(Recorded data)
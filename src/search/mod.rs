pub mod executor;
pub mod highlight;
pub mod params;
pub mod scoring;

pub use executor::{execute, split_top_level, ReferenceTarget};
pub use params::{
    DropTokensMode, FacetStrategy, SearchParams, SplitJoinMode, TextMatchType, VectorQuery,
};
pub use scoring::{pack_score, proximity_score, TextMatchScore};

▶ [EXERCISE BRIEF] Preserving every character, copy the records above out again.

▶ [SOLUTION FOR THIS PROBLEM]
filename src/search/mod.rs
pub mod executor;
pub mod highlight;
pub mod params;
pub mod scoring;

pub use executor::{execute, split_top_level, ReferenceTarget};
pub use params::{
    DropTokensMode, FacetStrategy, SearchParams, SplitJoinMode, TextMatchType, VectorQuery,
};
pub use scoring::{pack_score, proximity_score, TextMatchScore};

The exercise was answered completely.